医者も知らない医学の新常識

高齢者の「息」は若者より感染リスクが高い 米科学アカデミー機関誌で報告

写真はイメージ(C)日刊ゲンダイ

 新型コロナの流行以降、「エアロゾル感染」という言葉を耳にする機会が多くなったと思います。これはウイルスを含む小さな飛沫(ひまつ)による感染のことで、こうした飛沫は目には見えないのですが、吐く息とともに空気中に排出され、長くそこにとどまるという性質があります。新型コロナが屋内で感染しやすいのは、このエアロゾル感染が大きな原因であると考えられているのです。

 では、こうしたエアロゾルは、どのような時に多く排出されるのでしょうか? エアロゾルの排出量は、運動により増加することが知られています。屋内のスポーツジムなどで集団感染が起こったのはそのためです。激しい運動により、エアロゾルの排出量は安静時の100倍を超えると試算されています。

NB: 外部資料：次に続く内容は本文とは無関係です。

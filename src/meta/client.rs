//! Low-level metadata client: one lazily-dialed connection carrying tagged
//! requests, a background reader that demultiplexes responses, and a channel
//! of tag-0 broadcast messages.

use std::sync::atomic::{AtomicU64, Ordering};
use std::sync::Arc;
use std::time::Duration;

use dashmap::DashMap;
use rustls::pki_types::pem::PemObject;
use rustls::pki_types::{CertificateDer, ServerName};
use tokio::io::{AsyncRead, AsyncWrite, ReadHalf, WriteHalf};
use tokio::net::TcpStream;
use tokio::sync::{mpsc, oneshot, Mutex};
use tokio_rustls::TlsConnector;
use tracing::{debug, warn};

use crate::codec::{Decoder, Encoder, Message, TagAllocator};
use crate::store::StoreError;

const BROADCAST_BUFFER: usize = 1024;

#[derive(Debug, Clone)]
pub struct ClientOptions {
    /// `tls://host:port`, `tcp://host:port`, or a bare `host:port` (TCP).
    pub address: String,
    /// Retry a failed TLS dial over plain TCP.
    pub fallback_to_plain_tcp: bool,
    /// PEM bundle of roots to trust for `tls://` addresses. Without it a
    /// TLS dial can only succeed via the plain-TCP fallback.
    pub tls_ca_path: Option<String>,
    /// Password for the server's auth handshake, sent right after dialing.
    pub password: Option<String>,
    /// Deadline for writing one request to the socket.
    pub write_timeout: Duration,
    /// Deadline for the matching response to arrive.
    pub request_timeout: Duration,
}

impl Default for ClientOptions {
    fn default() -> Self {
        Self {
            address: "tcp://127.0.0.1:8000".to_string(),
            fallback_to_plain_tcp: false,
            tls_ca_path: None,
            password: None,
            write_timeout: Duration::from_secs(5),
            request_timeout: Duration::from_secs(5),
        }
    }
}

trait Stream: AsyncRead + AsyncWrite + Send + Unpin {}
impl<T: AsyncRead + AsyncWrite + Send + Unpin> Stream for T {}
type BoxedStream = Box<dyn Stream>;

struct ConnState {
    writer: WriteHalf<BoxedStream>,
    generation: u64,
}

type PendingSlot = oneshot::Sender<Result<Message, StoreError>>;

pub struct MetaClient {
    opts: ClientOptions,
    conn: Mutex<Option<ConnState>>,
    generations: AtomicU64,
    pending: Arc<DashMap<u16, PendingSlot>>,
    tags: TagAllocator,
    encoder: Encoder,
    broadcast_tx: mpsc::Sender<Message>,
    broadcast_rx: Mutex<Option<mpsc::Receiver<Message>>>,
}

impl MetaClient {
    pub fn new(opts: ClientOptions) -> Arc<Self> {
        let (broadcast_tx, broadcast_rx) = mpsc::channel(BROADCAST_BUFFER);
        Arc::new(Self {
            opts,
            conn: Mutex::new(None),
            generations: AtomicU64::new(0),
            pending: Arc::new(DashMap::new()),
            tags: TagAllocator::new(),
            encoder: Encoder::new(),
            broadcast_tx,
            broadcast_rx: Mutex::new(Some(broadcast_rx)),
        })
    }

    /// Take the stream of tag-0 broadcast messages. Can be taken once;
    /// while nobody drains the channel, broadcasts are dropped as soon as
    /// the buffer fills.
    pub async fn broadcasts(&self) -> Option<mpsc::Receiver<Message>> {
        self.broadcast_rx.lock().await.take()
    }

    /// Send a tagged request and await the response carrying the same tag.
    /// `make` receives the allocated tag. Times out per the client options;
    /// a response arriving after the timeout is dropped on the floor.
    pub async fn request(
        self: &Arc<Self>,
        make: impl FnOnce(u16) -> Message,
    ) -> Result<Message, StoreError> {
        self.ensure_connected().await?;
        let tag = self.tags.next();
        let request = make(tag);
        let (tx, rx) = oneshot::channel();
        self.pending.insert(tag, tx);

        if let Err(e) = self.write_request(&request).await {
            self.pending.remove(&tag);
            self.close().await;
            return Err(e);
        }

        match tokio::time::timeout(self.opts.request_timeout, rx).await {
            Ok(Ok(result)) => result,
            Ok(Err(_)) => Err(StoreError::other("connection closed")),
            Err(_) => {
                self.pending.remove(&tag);
                Err(StoreError::Timeout)
            }
        }
    }

    /// Close the connection. Outstanding requests fail; the next request
    /// redials.
    pub async fn close(&self) {
        let mut conn = self.conn.lock().await;
        if let Some(state) = conn.take() {
            use tokio::io::AsyncWriteExt;
            let mut writer = state.writer;
            let _ = writer.shutdown().await;
        }
        fail_pending(&self.pending);
    }

    async fn write_request(&self, request: &Message) -> Result<(), StoreError> {
        let mut conn = self.conn.lock().await;
        let state = conn
            .as_mut()
            .ok_or_else(|| StoreError::other("not connected"))?;
        match tokio::time::timeout(
            self.opts.write_timeout,
            self.encoder.encode(&mut state.writer, request),
        )
        .await
        {
            Ok(result) => result,
            Err(_) => Err(StoreError::Timeout),
        }
    }

    async fn ensure_connected(self: &Arc<Self>) -> Result<(), StoreError> {
        if self.conn.lock().await.is_some() {
            return Ok(());
        }
        self.dial().await?;
        if let Some(password) = self.opts.password.clone() {
            self.handshake(password).await?;
        }
        Ok(())
    }

    async fn dial(self: &Arc<Self>) -> Result<(), StoreError> {
        let mut conn = self.conn.lock().await;
        if conn.is_some() {
            // Raced with another caller; theirs won.
            return Ok(());
        }
        let stream = self.connect_stream().await?;
        let (reader, writer) = tokio::io::split(stream);
        let generation = self.generations.fetch_add(1, Ordering::SeqCst) + 1;
        *conn = Some(ConnState { writer, generation });
        drop(conn);

        let client = self.clone();
        tokio::spawn(async move {
            client.read_loop(reader, generation).await;
        });
        Ok(())
    }

    async fn connect_stream(&self) -> Result<BoxedStream, StoreError> {
        let address = self.opts.address.as_str();
        if let Some(host_port) = address.strip_prefix("tls://") {
            match self.dial_tls(host_port).await {
                Ok(stream) => return Ok(stream),
                Err(e) if self.opts.fallback_to_plain_tcp => {
                    warn!(err = %e, "could not dial using TLS, trying plain TCP");
                }
                Err(e) => return Err(e),
            }
            let tcp = TcpStream::connect(host_port).await?;
            return Ok(Box::new(tcp));
        }
        let host_port = address.strip_prefix("tcp://").unwrap_or(address);
        let tcp = TcpStream::connect(host_port).await?;
        Ok(Box::new(tcp))
    }

    async fn dial_tls(&self, host_port: &str) -> Result<BoxedStream, StoreError> {
        let mut roots = rustls::RootCertStore::empty();
        if let Some(ca_path) = &self.opts.tls_ca_path {
            for cert in CertificateDer::pem_file_iter(ca_path).map_err(StoreError::other)? {
                roots
                    .add(cert.map_err(StoreError::other)?)
                    .map_err(StoreError::other)?;
            }
        }
        let config = rustls::ClientConfig::builder()
            .with_root_certificates(roots)
            .with_no_client_auth();
        let connector = TlsConnector::from(Arc::new(config));

        let host = host_port.rsplit_once(':').map(|(h, _)| h).unwrap_or(host_port);
        let server_name = ServerName::try_from(host.to_string()).map_err(StoreError::other)?;
        let tcp = TcpStream::connect(host_port).await?;
        let tls = connector
            .connect(server_name, tcp)
            .await
            .map_err(StoreError::other)?;
        Ok(Box::new(tls))
    }

    async fn handshake(self: &Arc<Self>, password: String) -> Result<(), StoreError> {
        match self.raw_auth(password).await {
            Ok(Message::Auth { .. }) => Ok(()),
            Ok(Message::Error { text, .. }) => {
                self.close().await;
                Err(StoreError::Auth(text))
            }
            Ok(other) => {
                self.close().await;
                Err(StoreError::BadMessage(format!(
                    "unexpected {} reply to auth",
                    other.kind_name()
                )))
            }
            Err(e) => {
                self.close().await;
                Err(e)
            }
        }
    }

    async fn raw_auth(self: &Arc<Self>, password: String) -> Result<Message, StoreError> {
        let tag = self.tags.next();
        let (tx, rx) = oneshot::channel();
        self.pending.insert(tag, tx);
        if let Err(e) = self.write_request(&Message::auth(tag, password)).await {
            self.pending.remove(&tag);
            return Err(e);
        }
        match tokio::time::timeout(self.opts.request_timeout, rx).await {
            Ok(Ok(result)) => result,
            Ok(Err(_)) => Err(StoreError::other("connection closed")),
            Err(_) => {
                self.pending.remove(&tag);
                Err(StoreError::Timeout)
            }
        }
    }

    async fn read_loop(self: Arc<Self>, mut reader: ReadHalf<BoxedStream>, generation: u64) {
        let decoder = Decoder::new();
        loop {
            match decoder.decode(&mut reader).await {
                Ok(message) => {
                    if message.tag() == 0 {
                        // Broadcast; never block the reader on listener work.
                        if self.broadcast_tx.try_send(message).is_err() {
                            debug!("broadcast buffer full, dropping");
                        }
                        continue;
                    }
                    match self.pending.remove(&message.tag()) {
                        Some((_, slot)) => {
                            let _ = slot.send(Ok(message));
                        }
                        None => {
                            // Response to a request that already timed out.
                            debug!(tag = message.tag(), "dropping unexpected response");
                        }
                    }
                }
                Err(e) => {
                    debug!(err = %e, "reader stopping");
                    break;
                }
            }
        }
        // Only tear down the connection this reader belongs to; a redial may
        // already have installed a fresh one.
        let mut conn = self.conn.lock().await;
        if conn
            .as_ref()
            .map(|state| state.generation == generation)
            .unwrap_or(false)
        {
            *conn = None;
        }
        drop(conn);
        fail_pending(&self.pending);
    }
}

fn fail_pending(pending: &DashMap<u16, PendingSlot>) {
    let tags: Vec<u16> = pending.iter().map(|entry| *entry.key()).collect();
    for tag in tags {
        if let Some((_, slot)) = pending.remove(&tag) {
            let _ = slot.send(Err(StoreError::other("connection closed")));
        }
    }
}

 年齢も、エアロゾルの量に影響を与えることが最近注目されています。今年の米国科学アカデミーの機関誌に発表された論文に、20~30代の若者と、60歳以上の高齢者の「息」のエアロゾル排出量を比較した研究結果が発表されています。それによると、高齢者の安静時のエアロゾル粒子の排出量は若者の2.7倍多く、運動中でも2.1倍多くなっていました。

 感染している高齢者の息からは、より多くのエアロゾルが排出され、より感染の危険が大きいのです。これが高齢者の差別につながってはいけませんが、エアロゾルの量を考慮した感染対策が今後は重要になりそうです。

石原藤樹

石原藤樹

信州大学医学部医学会大学院卒。同大学医学部老年内科(内分泌内科)助手を経て、心療内科、小児科研修を経て、1998年より「六号通り診療所」所長を務めた。日本プライマリ・ケア学会会員。日本医師会認定産業医・同認定スポーツ医。糖尿病協会療養指導医。